Welcome to the E-M-F Steering Wheel Restoration Page
So you want to how the restoration of the
for my E-M-F Automobile is going?
Well, you have found the right page.
Sunday, December 31, 2000 4:45 PM
I Got the Steering wheel off today. I had to get a small pin out of the Spark lever (or maybe it is the throttle?). The problem is I did not realize the pin was brass and banged it up pretty good. I wound up having to drill the pin out. Once I got that out, at least the spark and throttle lever and the quadrant they run on all came off.
| Steering wheel and controls as I found them in Kentucky. Note the original mud dobbers nest on the wood rim of the steering wheel. Click on the picture to see the full size. |
| Here are the Spark and Throttle all polished up. All that remains is plating the steel piece. Click on the picture to see the full size. |
After I got the spark and throttle off, I polished them up and placed them in my display case.
I did also get the Steering wheel off after a little forceful persuasion. The spider is aluminum with a wood wheel. The wood wheel is in fairly good shape. Some of the wood needs to be glued back together (Any suggestions???). It is still in one piece, but the sections have separated a little. The wood is also bleached from years of sitting. Any suggestions for a color stain to match the original color?
| The steering wheel just off the car. Notice I did try polishing up part of the aluminum spider. Click on the picture to see the full size. |
Right now the steering wheel is sitting in my display case until I figure out what to do about the wood.

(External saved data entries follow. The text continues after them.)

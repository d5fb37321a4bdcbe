//! Durable key-value storage for small integer preferences.
//!
//! Values written with `set_int` are only durable after `save` returns `Ok`. Both stores here
//! honour that: the file store commits through a synced temp file + rename, and the memory
//! store keeps a separate "durable" map that only `save` updates.

use std::cell::{Cell, RefCell};
use std::collections::BTreeMap;
use std::ffi::OsString;
use std::fs::{self, File};
use std::io::{self, Write};
use std::path::{Path, PathBuf};
use std::rc::Rc;

use serde_json::Value;
use thiserror::Error;

pub trait KeyValueStore {
    /// Returns `None` for missing keys and for values that are not integers.
    fn get_int(&self, key: &str) -> Option<i64>;
    fn set_int(&mut self, key: &str, value: i64);
    fn remove(&mut self, key: &str);
    /// Commits every pending write before returning.
    fn save(&mut self) -> Result<(), StorageError>;
}

#[derive(Debug, Error)]
pub enum StorageError {
    #[error("failed to write {}: {source}", .path.display())]
    Io {
        path: PathBuf,
        #[source]
        source: io::Error,
    },
    #[error("failed to encode store: {0}")]
    Encode(#[from] serde_json::Error),
}

const PREFS_PATH_ENV: &str = "MENU_PREFS_PATH";

/// An explicit path wins. Otherwise `menu-kit/prefs.json` under the first config home found.
fn prefs_path(
    explicit: Option<OsString>,
    xdg_config: Option<OsString>,
    home: Option<OsString>,
) -> PathBuf {
    if let Some(explicit) = explicit {
        return PathBuf::from(explicit);
    }
    let config_home = xdg_config
        .map(PathBuf::from)
        .or_else(|| home.map(|home| Path::new(&home).join(".config")))
        .unwrap_or_else(|| PathBuf::from("."));
    config_home.join("menu-kit").join("prefs.json")
}

#[derive(Debug, Clone)]
pub struct JsonFileStore {
    path: PathBuf,
    entries: BTreeMap<String, Value>,
}

impl JsonFileStore {
    pub fn from_env() -> Self {
        Self::open(Self::default_path())
    }

    pub fn default_path() -> PathBuf {
        prefs_path(
            std::env::var_os(PREFS_PATH_ENV),
            std::env::var_os("XDG_CONFIG_HOME"),
            std::env::var_os("HOME"),
        )
    }

    /// Opens the store at `path`. A missing or unreadable file yields an empty store.
    pub fn open(path: impl Into<PathBuf>) -> Self {
        let path = path.into();
        let entries = read_entries(&path);
        Self { path, entries }
    }

    pub fn path(&self) -> &Path {
        &self.path
    }

    pub fn keys(&self) -> impl Iterator<Item = &str> {
        self.entries.keys().map(String::as_str)
    }

    fn io_error(&self, source: io::Error) -> StorageError {
        StorageError::Io {
            path: self.path.clone(),
            source,
        }
    }
}

fn read_entries(path: &Path) -> BTreeMap<String, Value> {
    let Ok(bytes) = fs::read(path) else {
        return BTreeMap::new();
    };
    match serde_json::from_slice::<BTreeMap<String, Value>>(&bytes) {
        Ok(entries) => entries,
        Err(err) => {
            tracing::warn!(path = %path.display(), "ignoring unreadable preference file: {err}");
            BTreeMap::new()
        }
    }
}

impl KeyValueStore for JsonFileStore {
    fn get_int(&self, key: &str) -> Option<i64> {
        self.entries.get(key).and_then(Value::as_i64)
    }

    fn set_int(&mut self, key: &str, value: i64) {
        self.entries.insert(key.to_string(), Value::from(value));
    }

    fn remove(&mut self, key: &str) {
        self.entries.remove(key);
    }

    fn save(&mut self) -> Result<(), StorageError> {
        if let Some(parent) = self.path.parent() {
            if !parent.as_os_str().is_empty() {
                fs::create_dir_all(parent).map_err(|e| self.io_error(e))?;
            }
        }
        let text = serde_json::to_string_pretty(&self.entries)?;

        let mut tmp = self.path.clone().into_os_string();
        tmp.push(".tmp");
        let tmp = PathBuf::from(tmp);
        let written = File::create(&tmp)
            .and_then(|mut file| {
                file.write_all(text.as_bytes())?;
                file.sync_all()
            })
            .and_then(|()| fs::rename(&tmp, &self.path));
        if let Err(err) = written {
            let _ = fs::remove_file(&tmp);
            return Err(self.io_error(err));
        }
        Ok(())
    }
}

/// In-process store that models a disk: writes stay pending until `save`.
///
/// Clones share the durable map, so a clone kept by a test can `reopen` the store the way a
/// restarted process would.
#[derive(Debug, Clone, Default)]
pub struct MemoryStore {
    pending: BTreeMap<String, i64>,
    durable: Rc<RefCell<BTreeMap<String, i64>>>,
    saves: Rc<Cell<usize>>,
}

impl MemoryStore {
    pub fn new() -> Self {
        Self::default()
    }

    /// Seeds a value as if an earlier session had saved it.
    pub fn with_entry(mut self, key: &str, value: i64) -> Self {
        self.pending.insert(key.to_string(), value);
        self.durable.borrow_mut().insert(key.to_string(), value);
        self
    }

    /// A fresh view of only what has been saved, sharing the same durable backing.
    pub fn reopen(&self) -> Self {
        Self {
            pending: self.durable.borrow().clone(),
            durable: Rc::clone(&self.durable),
            saves: Rc::clone(&self.saves),
        }
    }

    pub fn durable_int(&self, key: &str) -> Option<i64> {
        self.durable.borrow().get(key).copied()
    }

    pub fn save_count(&self) -> usize {
        self.saves.get()
    }
}

impl KeyValueStore for MemoryStore {
    fn get_int(&self, key: &str) -> Option<i64> {
        self.pending.get(key).copied()
    }

    fn set_int(&mut self, key: &str, value: i64) {
        self.pending.insert(key.to_string(), value);
    }

    fn remove(&mut self, key: &str) {
        self.pending.remove(key);
    }

    fn save(&mut self) -> Result<(), StorageError> {
        *self.durable.borrow_mut() = self.pending.clone();
        self.saves.set(self.saves.get() + 1);
        Ok(())
    }
}

#[cfg(test)]
mod tests {
    use super::*;

    #[test]
    fn memory_store_writes_are_not_durable_until_saved() {
        let disk = MemoryStore::new();
        let mut store = disk.clone();
        store.set_int("SFXEnabled", 0);
        assert_eq!(store.get_int("SFXEnabled"), Some(0));
        assert_eq!(disk.reopen().get_int("SFXEnabled"), None);

        store.save().expect("memory save");
        assert_eq!(disk.reopen().get_int("SFXEnabled"), Some(0));
        assert_eq!(disk.save_count(), 1);
    }

    #[test]
    fn prefs_path_prefers_explicit_then_xdg_then_home() {
        let explicit = Some(OsString::from("/tmp/custom.json"));
        let xdg = Some(OsString::from("/xdg"));
        let home = Some(OsString::from("/home/player"));

        assert_eq!(
            prefs_path(explicit, xdg.clone(), home.clone()),
            PathBuf::from("/tmp/custom.json")
        );
        assert_eq!(
            prefs_path(None, xdg, home.clone()),
            PathBuf::from("/xdg/menu-kit/prefs.json")
        );
        assert_eq!(
            prefs_path(None, None, home),
            PathBuf::from("/home/player/.config/menu-kit/prefs.json")
        );
        assert_eq!(prefs_path(None, None, None), PathBuf::from("./menu-kit/prefs.json"));
    }

    #[test]
    fn memory_store_remove_commits_on_save() {
        let disk = MemoryStore::new().with_entry("MusicEnabled", 0);
        let mut store = disk.reopen();
        store.remove("MusicEnabled");
        assert_eq!(disk.durable_int("MusicEnabled"), Some(0));
        store.save().expect("memory save");
        assert_eq!(disk.durable_int("MusicEnabled"), None);
    }
}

| The left image shows the top of the wheel with slight separation of the wood pieces. The right image shows the "finger" cut that joins the pieces. Click on the picture to see the full size. |
Thursday, March 29, 2001 11:48 AM
I have built a steamer box to steam the wood part of the wheel. I used the steam generator from a Wagner wall paper steamer/remover. It worked quite well. I steamed it for about an hour. After the steaming, I was able to clamp the wood back together quite easily. I am going to let it dry for a while before I remove the clamp. I think I will be ready to glue it back together.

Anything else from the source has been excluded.